Saturday, September 27, 2008

Harvard Profs Discuss the Whys and Hows

Listen (while you clean your room maybe) to an extraordinary good 96 minutes by a Panel of Harvard Experts.

  • Jay Light, Dwight P. Robinson, Jr. Professor of Business Administration and Dean of the Faculty of Business Administration

Crisis was caused by excessive leverage, too little transparency, and sudden drops in liquidity. To solve it, provide liquidity, design mechanisms to discover true values, and restructure system to avoid such run-ups in leverage.

  • Robert Kaplan, Professor of Management Practice

Middle-class squeeze. Stagnant real wages, higher costs: households did the rational thing, which is to borrow against your main asset.

  • Elizabeth Warren, Leo Gottlieb Professor of Law

Can I sell you a mortgage product complex enough that you can’t compare it with another investment? Can I persuade you that it is a great deal, when it in fact gives a (purportedly) much higher risk-adjusted rate of return to investors than the alternative, after the middle-men have taken their cut? But at the heart it is selling mortgages that are unsustainable from the first day.
Bailout is the wrong end of the dog. We're not dealing with foreclosure.

  • Gregory Mankiw, Robert M. Beren Professor of Economics

Bernanke looking at this through the lens of his research: Bernanke's (1983) is an analysis of the non-monetary factors in the Great Depression.
Obama: sheer unfettered capitalism. Freddy Mac and Fannie Mae are GSEs. Policy wonks from Harvard thought GSEs were trouble: politicians left it alone. Chris Dodd main recipient of campaign contributions from GSEs. Barnie Frank denied the problem.
McCain: greed and corruption. But this is not corruption, mainly. Stupidity and bad bets are not crimes. Greed – no doubt. Firing Cox? Hiring Cuomo, who was in HUD and behind move to get GSEs to lend to low-income people?
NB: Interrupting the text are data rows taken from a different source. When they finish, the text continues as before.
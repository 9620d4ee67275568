//! DeathVerification - evidence that a vault owner has died
//!
//! Lifecycle:
//!
//! ```text
//!            ┌──────────► verified (sets verified_at)
//!  pending ──┤
//!            └──────────► rejected
//! ```
//!
//! `verified` and `rejected` are terminal. Only `verified` records count
//! toward a vault's unlock quorum.

use chrono::{DateTime, Utc};
use serde::{Deserialize, Serialize};

use crate::error::VaultError;

#[derive(Debug, Clone, Copy, Default, PartialEq, Eq, Hash, Serialize, Deserialize)]
#[serde(rename_all = "snake_case")]
pub enum VerificationStatus {
    #[default]
    Pending,
    Verified,
    Rejected,
}

impl VerificationStatus {
    pub fn as_str(&self) -> &'static str {
        match self {
            VerificationStatus::Pending => "pending",
            VerificationStatus::Verified => "verified",
            VerificationStatus::Rejected => "rejected",
        }
    }

    pub fn is_terminal(&self) -> bool {
        !matches!(self, VerificationStatus::Pending)
    }

    /// Whether a record in this state may move to `next`
    pub fn can_transition_to(&self, next: VerificationStatus) -> bool {
        matches!(
            (self, next),
            (VerificationStatus::Pending, VerificationStatus::Verified)
                | (VerificationStatus::Pending, VerificationStatus::Rejected)
        )
    }
}

impl std::fmt::Display for VerificationStatus {
    fn fmt(&self, f: &mut std::fmt::Formatter<'_>) -> std::fmt::Result {
        f.write_str(self.as_str())
    }
}

impl std::str::FromStr for VerificationStatus {
    type Err = VaultError;

    fn from_str(s: &str) -> Result<Self, Self::Err> {
        match s {
            "pending" => Ok(VerificationStatus::Pending),
            "verified" => Ok(VerificationStatus::Verified),
            "rejected" => Ok(VerificationStatus::Rejected),
            other => Err(VaultError::Validation(format!(
                "unknown verification status: {other}"
            ))),
        }
    }
}

#[derive(Debug, Clone, PartialEq, Serialize, Deserialize)]
pub struct DeathVerification {
    pub id: String,
    pub vault_id: String,
    /// Acting user who filed the submission
    pub user_id: String,
    /// Trusted party id the evidence is attributed to
    pub submitted_by: String,
    #[serde(default)]
    pub status: VerificationStatus,
    /// e.g. "death_certificate", "obituary", "government_record"
    pub evidence_type: String,
    pub evidence_url: Option<String>,
    pub notes: Option<String>,
    pub verified_at: Option<DateTime<Utc>>,
    pub created_at: DateTime<Utc>,
}

/// Submission request for a new death verification
#[derive(Debug, Clone, Serialize, Deserialize)]
pub struct DeathVerificationCreate {
    pub vault_id: String,
    pub submitted_by: String,
    pub evidence_type: String,
    pub evidence_url: Option<String>,
    pub notes: Option<String>,
}

impl DeathVerification {
    pub fn new(user_id: impl Into<String>, create: DeathVerificationCreate) -> Self {
        Self {
            id: crate::new_id(),
            vault_id: create.vault_id,
            user_id: user_id.into(),
            submitted_by: create.submitted_by,
            status: VerificationStatus::Pending,
            evidence_type: create.evidence_type,
            evidence_url: create.evidence_url,
            notes: create.notes,
            verified_at: None,
            created_at: Utc::now(),
        }
    }

    pub fn is_verified(&self) -> bool {
        self.status == VerificationStatus::Verified
    }
}

#[cfg(test)]
mod tests {
    use super::*;
    use VerificationStatus::*;

    #[test]
    fn test_only_pending_moves() {
        assert!(Pending.can_transition_to(Verified));
        assert!(Pending.can_transition_to(Rejected));
        assert!(!Pending.can_transition_to(Pending));

        for terminal in [Verified, Rejected] {
            assert!(terminal.is_terminal());
            for next in [Pending, Verified, Rejected] {
                assert!(!terminal.can_transition_to(next));
            }
        }
    }

    #[test]
    fn test_parse_status() {
        assert_eq!("verified".parse::<VerificationStatus>().unwrap(), Verified);
        let err = "approved".parse::<VerificationStatus>().unwrap_err();
        assert!(err.is_validation());
    }

    #[test]
    fn test_new_submission_is_pending() {
        let v = DeathVerification::new(
            "user-1",
            DeathVerificationCreate {
                vault_id: "vault-1".into(),
                submitted_by: "party-1".into(),
                evidence_type: "death_certificate".into(),
                evidence_url: None,
                notes: None,
            },
        );
        assert_eq!(v.status, Pending);
        assert!(v.verified_at.is_none());
        assert!(!v.is_verified());

        let doc = serde_json::to_value(&v).unwrap();
        assert_eq!(doc["status"], "pending");
        assert!(doc["verified_at"].is_null());
    }
}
  • Kenneth Rogoff, Thomas D. Cabot Professor of Public Policy

Financial sector very bloated. Huge profits and wages. Overinvested. Needs to shrink a lot more.
It’s true that bank failures were a big part of the Great Depression, but it’s not clear that a lot of the necessary shrinking would be inefficient. If financial sector is hyper-efficient intermediation, why does it have to take up such a big piece of the pie?

  • Robert Merton, John and Natty McArthur University Professor

Great loss of wealth.
Every time you plug some problem not using the market, when you substitute administration for the markets, you generate negative unintended consequences.
New fangled instruments. Complexities that no one understands.Structural relationship between financial innovation and risk of crisis: mismatch between successful innovation and necessary infrastructure to support it: regulatory, etc. Not practical to build 100 infrastructures in advance for the possible 2 successful innovations.